Erziehungshilfe

Kinder- und Jugendhilfe umfasst die Dimensionen der Erziehung, Jugendfürsorge, Jugendpflege und Jugendarbeit, des Handelns mit und für (gefährdete) Kinder und Jugendliche. Sie bilden ein klassisches und großes Feld diakonisch-sozialen Handelns, das mit zur Gründung der Inneren Mission geführt und in den letzten 150 Jahren eine große Ausdehnung, Entwicklung und charakteristische Veränderungen erfahren hat.

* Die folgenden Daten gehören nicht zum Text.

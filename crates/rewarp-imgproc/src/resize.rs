use rewarp_image::{Image, ImageDtype, ImageError};

use crate::border::BorderPolicy;
use crate::interpolation::{grid::meshgrid_from_fn, remap_unchecked, InterpolationMode};
use crate::parallel;

/// Resize an image to a new size.
///
/// The scale factors are taken from the sizes of `src` and `dst`. Nearest
/// samples `floor(x * scale)`; bilinear, bicubic and Lanczos sample at the
/// pixel centers `(x + 0.5) * scale - 0.5` with replicated borders; area
/// averages the source footprint of every destination pixel. Resizing to the
/// same size copies the image.
///
/// # Arguments
///
/// * `src` - The input image container.
/// * `dst` - The output image container.
/// * `interpolation` - The interpolation mode to use.
///
/// # Example
///
/// ```
/// use rewarp_image::{Image, ImageSize};
/// use rewarp_imgproc::resize::resize;
/// use rewarp_imgproc::interpolation::InterpolationMode;
///
/// let image = Image::<_, 3>::new(
///     ImageSize {
///         width: 4,
///         height: 5,
///     },
///     vec![0f32; 4 * 5 * 3],
/// )
/// .unwrap();
///
/// let new_size = ImageSize {
///     width: 2,
///     height: 3,
/// };
///
/// let mut image_resized = Image::<_, 3>::from_size_val(new_size, 0.0).unwrap();
///
/// resize(
///     &image,
///     &mut image_resized,
///     InterpolationMode::Nearest,
/// )
/// .unwrap();
///
/// assert_eq!(image_resized.num_channels(), 3);
/// assert_eq!(image_resized.size().width, 2);
/// assert_eq!(image_resized.size().height, 3);
/// ```
pub fn resize<T: ImageDtype, const C: usize>(
    src: &Image<T, C>,
    dst: &mut Image<T, C>,
    interpolation: InterpolationMode,
) -> Result<(), ImageError> {
    if src.is_empty() {
        return Err(ImageError::EmptyImage(src.width(), src.height()));
    }
    if dst.is_empty() {
        return Err(ImageError::InvalidOutputSize(
            dst.width() as i64,
            dst.height() as i64,
        ));
    }

    if src.size() == dst.size() {
        dst.as_slice_mut().copy_from_slice(src.as_slice());
        return Ok(());
    }

    let scale_x = src.width() as f64 / dst.width() as f64;
    let scale_y = src.height() as f64 / dst.height() as f64;

    match interpolation {
        InterpolationMode::Area => resize_area(src, dst),
        InterpolationMode::Nearest => {
            let (map_x, map_y) = meshgrid_from_fn(dst.cols(), dst.rows(), |x, y| {
                let u = (x as f64 * scale_x).floor().min((src.width() - 1) as f64);
                let v = (y as f64 * scale_y).floor().min((src.height() - 1) as f64);
                Ok((u as f32, v as f32))
            })?;
            remap_unchecked(
                src,
                dst,
                &map_x,
                &map_y,
                interpolation,
                &BorderPolicy::Replicate,
            );
        }
        _ => {
            let (map_x, map_y) = meshgrid_from_fn(dst.cols(), dst.rows(), |x, y| {
                let u = (x as f64 + 0.5) * scale_x - 0.5;
                let v = (y as f64 + 0.5) * scale_y - 0.5;
                Ok((u as f32, v as f32))
            })?;
            remap_unchecked(
                src,
                dst,
                &map_x,
                &map_y,
                interpolation,
                &BorderPolicy::Replicate,
            );
        }
    }

    Ok(())
}

/// The source pixels covered by each destination pixel along one axis.
///
/// Weights are the overlap lengths normalized by the footprint length, so
/// every list sums to one.
fn area_taps(src_len: usize, dst_len: usize) -> Vec<Vec<(usize, f64)>> {
    let scale = src_len as f64 / dst_len as f64;
    (0..dst_len)
        .map(|d| {
            let start = d as f64 * scale;
            let end = ((d + 1) as f64 * scale).min(src_len as f64);
            let first = start.floor() as usize;
            let last = (end.ceil() as usize).min(src_len);
            (first..last)
                .filter_map(|s| {
                    let overlap = (end.min((s + 1) as f64) - start.max(s as f64)).max(0.0);
                    (overlap > 0.0).then_some((s, overlap / (end - start)))
                })
                .collect()
        })
        .collect()
}

/// Resample with the exact pixel area relation.
fn resize_area<T: ImageDtype, const C: usize>(src: &Image<T, C>, dst: &mut Image<T, C>) {
    let taps_x = area_taps(src.width(), dst.width());
    let taps_y = area_taps(src.height(), dst.height());
    let src_data = src.as_slice();
    let src_cols = src.cols();

    parallel::par_iter_rows_indexed(dst, |x, y, dst_pixel| {
        let mut acc = [0.0f64; C];
        for &(sy, wy) in &taps_y[y] {
            for &(sx, wx) in &taps_x[x] {
                let w = wx * wy;
                let base = (sy * src_cols + sx) * C;
                for (a, &p) in acc.iter_mut().zip(&src_data[base..base + C]) {
                    let p: f64 = p.into();
                    *a += w * p;
                }
            }
        }
        for (d, a) in dst_pixel.iter_mut().zip(acc) {
            *d = T::from_f64(a);
        }
    });
}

Aspekte der Vorgeschichte und Gründung

Das Handlungsfeld der Kinder- und Jugendhilfe wird von der Zielgruppe her konstituiert. Diese unterliegt stets gesellschaftlichen Wandlungsprozessen und damit auch sich verändernden Sozialisations- und Bildungsaufgaben. So legte die Reformation großen Wert auf Schule und Bildung, im Pietismus prägten sich etwa bei August Hermann Francke pädagogische Konzepte aus. Die Aufklärung brach einem umfassenden Bildungsansatz und der Wissenschaft der Pädagogik Bahn. Seit dem 18. Jahrhundert gesellten sich zu den pädagogischen Herausforderungen neue, durch die gesellschaftlichen und sozialen Umwälzungsprozesse bedingte Probleme, denen insbesondere die ‚Erziehungsprogramme’ der christlichen Erweckungsbewegung entgegenzuwirken versuchten. Hier liegen die Anfänge einer umfassenden evangelischen Kinder- und Jugendhilfe.

Entwicklung im Vormärz bis zur Reichsgründung

Im Blickpunkt der Inneren Mission standen von jeher die Nöte der Kinder und Jugendlichen, verursacht von Pauperismus und beginnender Industrialisierung. Das Engagement für notleidende Kinder und Jugendliche realisierte sich zunächst vor allem in Form der sogenannte ‚Rettungshäuser’, die ihre Wurzeln im Pietismus hatten und ihre bekannteste Gestalt in dem von Johann Hinrich Wichern 1833 in Horn bei Hamburg gegründeten „Rauhen Haus“ fanden. Daneben wurde eine private Familienfürsorge für arme, verwaiste und verwahrloste Kinder organisiert, die sie in Pflege- und Adoptionsfamilien vermittelte und somit Modellcharakter für die moderne Jugendhilfe im 20. Jahrhundert hatte. Zudem entstanden Einrichtungen der Kleinkinderfürsorge, die einen Schwerpunkt der weiblichen christlichen Liebestätigkeit bildete.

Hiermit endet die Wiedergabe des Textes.